Brendan Smialowsi | AFP | Getty Images
Amid a slew of headlines and tweets, a long-awaited phase one craft deal between the U.S. and China has finally been agreed upon. However, Goldman Sachs is not so happy about it.
As partially of the limited deal, the U.S. said it will maintain 25% tariffs on approximately $250 billion of Chinese imports while limit tariffs on $120 billion in products to 7.5%. The rollback in duties is “smaller than expected,” according to Goldman’s chief economist Jan Hatzius.
“The reduction is on the other hand half as large as our baseline assumption,” Hatzius said in a note. “There is still some uncertainty regarding the stature of this agreement, as it appears once again that some technical and legal details are still in flux.”
U.S. Business Representative Robert Lighthizer said the two sides hope to sign the deal in the first week of January in Washington.
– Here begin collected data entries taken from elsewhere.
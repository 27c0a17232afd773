//! The coordinate-keyed node cache.
//!
//! [`NodeCache`] is an arena: nodes live in a `BTreeMap` keyed by their
//! coordinate, and everything that refers to a node (neighbor sets, UI
//! selections) holds the coordinate, never a pointer. Clearing the arena is
//! the only way a key goes stale.
//!
//! One `RwLock` guards the arena and the current [`WeightScale`]. Writers
//! hold it for a single discrete mutation (one insert, one in-place update,
//! one link pass), never for a whole refresh. Readers take the read lock
//! just long enough to copy what they need, so a reader may observe a pass
//! half-applied: some nodes refreshed, others not yet.

use std::collections::btree_map::Entry;
use std::collections::BTreeMap;

use atlas_types::{Coordinate, NodeDescriptor};
use parking_lot::RwLock;
use serde::Serialize;

use crate::adjacency::{self, AdjacencyIndex};
use crate::error::WorldError;
use crate::node::{self, Node, NodeContext, NodeRefresh};
use crate::stats::{PercentileSettings, WeightScale};

#[derive(Debug, Default)]
struct Arena {
    nodes: BTreeMap<Coordinate, Node>,
    scale: WeightScale,
}

/// Result of [`NodeCache::upsert_new`].
#[derive(Debug, Clone, PartialEq)]
pub struct Upserted {
    /// The cached node (the pre-existing one if nothing was inserted).
    pub node: Node,
    /// Whether this call inserted the node.
    pub inserted: bool,
}

/// A node's position in the current ranking.
#[derive(Debug, Clone, Copy, PartialEq, Serialize)]
pub struct RankedNode {
    /// Coordinate of the ranked node.
    pub coordinates: Coordinate,
    /// Raw weight.
    pub weight: f64,
    /// Weight scaled into `[0, 1]` by the current [`WeightScale`].
    pub normalized: f64,
}

/// Shared, coordinate-keyed store of derived node state.
#[derive(Debug, Default)]
pub struct NodeCache {
    inner: RwLock<Arena>,
}

impl NodeCache {
    /// Create an empty cache with the default fallback scale.
    pub fn new() -> Self {
        Self::default()
    }

    // -------------------------------------------------------------------
    // Core protocol
    // -------------------------------------------------------------------

    /// Copy of the node at `at`.
    pub fn get(&self, at: Coordinate) -> Option<Node> {
        self.inner.read().nodes.get(&at).cloned()
    }

    /// Whether a node is cached at `at`.
    pub fn contains(&self, at: Coordinate) -> bool {
        self.inner.read().nodes.contains_key(&at)
    }

    /// Insert a freshly built node unless one already exists at the
    /// descriptor's coordinate.
    ///
    /// The node is built outside the lock; the insert itself is an
    /// insert-if-absent under the write lock, so two racing callers end up
    /// with exactly one cached node.
    ///
    /// # Errors
    ///
    /// Returns [`WorldError::MalformedDescriptor`] if the descriptor cannot
    /// be turned into a node.
    pub fn upsert_new(
        &self,
        descriptor: &NodeDescriptor,
        ctx: &NodeContext<'_>,
    ) -> Result<Upserted, WorldError> {
        let (at, _) = node::validate(descriptor)?;
        if let Some(existing) = self.get(at) {
            return Ok(Upserted {
                node: existing,
                inserted: false,
            });
        }

        let built = Node::from_descriptor(descriptor, ctx)?;
        let mut arena = self.inner.write();
        match arena.nodes.entry(at) {
            Entry::Occupied(slot) => Ok(Upserted {
                node: slot.get().clone(),
                inserted: false,
            }),
            Entry::Vacant(slot) => Ok(Upserted {
                node: slot.insert(built).clone(),
                inserted: true,
            }),
        }
    }

    /// Refresh the cached node at `at` in place from a later descriptor.
    ///
    /// Visited nodes are frozen and answer [`NodeRefresh::Unchanged`]
    /// without being copied. Otherwise the new state is computed on a copy
    /// and swapped in under the write lock. Neighbors and the `draw_towers`
    /// toggle are carried over from the live record, since links may have
    /// been added meanwhile.
    ///
    /// # Errors
    ///
    /// Returns [`WorldError::NodeNotCached`] if nothing is cached at `at`
    /// (for instance because the cache was cleared mid-pass), or
    /// [`WorldError::MalformedDescriptor`] for a bad descriptor.
    pub fn refresh_existing(
        &self,
        at: Coordinate,
        descriptor: &NodeDescriptor,
        ctx: &NodeContext<'_>,
    ) -> Result<NodeRefresh, WorldError> {
        let visited = self.inner.read().nodes.get(&at).map(|n| n.is_visited);
        match visited {
            None => return Err(WorldError::NodeNotCached(at)),
            Some(true) => return Ok(NodeRefresh::Unchanged),
            Some(false) => {}
        }

        let mut updated = self.get(at).ok_or(WorldError::NodeNotCached(at))?;
        let outcome = updated.refresh(descriptor, ctx)?;
        if outcome == NodeRefresh::Unchanged {
            return Ok(outcome);
        }

        let mut arena = self.inner.write();
        let slot = arena
            .nodes
            .get_mut(&at)
            .ok_or(WorldError::NodeNotCached(at))?;
        updated.neighbors = std::mem::take(&mut slot.neighbors);
        updated.draw_towers = slot.draw_towers;
        *slot = updated;
        Ok(outcome)
    }

    /// Run the adjacency builder for the node at `at`.
    ///
    /// Returns the number of neighbors added.
    pub fn link_neighbors(&self, at: Coordinate, index: &AdjacencyIndex) -> usize {
        let mut arena = self.inner.write();
        adjacency::link_node(&mut arena.nodes, at, index)
    }

    /// Drop every cached node.
    ///
    /// Invalidates all coordinate keys held elsewhere. The scale is left as
    /// is until the next recompute.
    pub fn clear(&self) {
        self.inner.write().nodes.clear();
    }

    /// Snapshot copy of every cached node, in coordinate order.
    pub fn values(&self) -> Vec<Node> {
        self.inner.read().nodes.values().cloned().collect()
    }

    /// Every cached coordinate, in order.
    pub fn coordinates(&self) -> Vec<Coordinate> {
        self.inner.read().nodes.keys().copied().collect()
    }

    /// Number of cached nodes.
    pub fn len(&self) -> usize {
        self.inner.read().nodes.len()
    }

    /// Whether the cache is empty.
    pub fn is_empty(&self) -> bool {
        self.inner.read().nodes.is_empty()
    }

    // -------------------------------------------------------------------
    // Scale
    // -------------------------------------------------------------------

    /// The scale computed by the last recompute.
    pub fn scale(&self) -> WeightScale {
        self.inner.read().scale
    }

    /// Recompute the scale over every non-visited node and store it.
    pub fn recompute_scale(&self, settings: &PercentileSettings) -> WeightScale {
        let mut arena = self.inner.write();
        let scale = WeightScale::compute(
            arena
                .nodes
                .values()
                .filter(|n| !n.is_visited)
                .map(|n| n.weight),
            settings,
        );
        arena.scale = scale;
        scale
    }

    /// The node's weight scaled into `[0, 1]`.
    pub fn normalized_weight(&self, at: Coordinate) -> Option<f64> {
        let arena = self.inner.read();
        arena.nodes.get(&at).map(|n| arena.scale.normalize(n.weight))
    }

    // -------------------------------------------------------------------
    // Reader queries
    // -------------------------------------------------------------------

    /// Resolve the neighbor keys of the node at `at` to node copies.
    ///
    /// Keys whose node has since been cleared are skipped.
    pub fn neighbors_of(&self, at: Coordinate) -> Vec<Node> {
        let arena = self.inner.read();
        arena
            .nodes
            .get(&at)
            .map(|node| {
                node.neighbors
                    .iter()
                    .filter_map(|c| arena.nodes.get(c).cloned())
                    .collect()
            })
            .unwrap_or_default()
    }

    /// Nodes whose map name contains `query`, ignoring case.
    pub fn search(&self, query: &str) -> Vec<Node> {
        let needle = query.trim().to_lowercase();
        if needle.is_empty() {
            return Vec::new();
        }
        self.filtered(|n| n.name().to_lowercase().contains(&needle))
    }

    /// Nodes within `radius` of `center`, inclusive.
    pub fn nodes_in_range(&self, center: Coordinate, radius: u32) -> Vec<Node> {
        self.filtered(|n| n.coordinates.within_radius(center, radius))
    }

    /// All tower nodes.
    pub fn towers(&self) -> Vec<Node> {
        self.filtered(|n| n.is_tower)
    }

    /// Nodes carrying content whose name contains `name`.
    pub fn with_content(&self, name: &str) -> Vec<Node> {
        self.filtered(|n| n.has_content(name))
    }

    /// Up to `limit` non-visited nodes, best first.
    pub fn ranked(&self, limit: usize) -> Vec<RankedNode> {
        let arena = self.inner.read();
        let mut ranked: Vec<RankedNode> = arena
            .nodes
            .values()
            .filter(|n| !n.is_visited)
            .map(|n| RankedNode {
                coordinates: n.coordinates,
                weight: n.weight,
                normalized: arena.scale.normalize(n.weight),
            })
            .collect();
        drop(arena);
        ranked.sort_by(|a, b| {
            b.weight
                .total_cmp(&a.weight)
                .then_with(|| a.coordinates.cmp(&b.coordinates))
        });
        ranked.truncate(limit);
        ranked
    }

    /// Set the `draw_towers` toggle. Returns `false` if nothing is cached at
    /// `at`.
    pub fn set_draw_towers(&self, at: Coordinate, on: bool) -> bool {
        self.inner.write().nodes.get_mut(&at).is_some_and(|n| {
            n.draw_towers = on;
            true
        })
    }

    fn filtered(&self, keep: impl Fn(&Node) -> bool) -> Vec<Node> {
        self.inner
            .read()
            .nodes
            .values()
            .filter(|n| keep(n))
            .cloned()
            .collect()
    }
}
He also warned the Trump administration has not promised a future rollback of tariffs, adding it would be wise to be skeptical on whether China see fit deliver on certain agreements.
The representative also said in a statement Friday the deal addresses “intellectual property, technology take, agriculture, financial services, and currency and foreign exchange” and “includes a commitment by China that it will make huge additional purchases of U.S. goods and services in the coming years.”
“Neither U.S. nor Chinese officials have been specific around what the reforms are, nor has there been any detail provided regarding the size of Chinese agriculture purchases from the U.S.,” Hatzius suggested.
Chinese officials said Beijing will increase agricultural purchases significantly without specifying by how much. Interim, Lighthizer said China pledged to buy a total of $40 billion in agricultural products. Those purchases will be take a run-out powder stole over a two-year period, according to National Economic Council Director Larry Kudlow.
While still without warning on details, many analysts said the deal is positive for stocks as it could boost business confidence and that should leak over to more investment spending and higher corporate profits.
— CNBC’s Michael Bloom contributed reporting.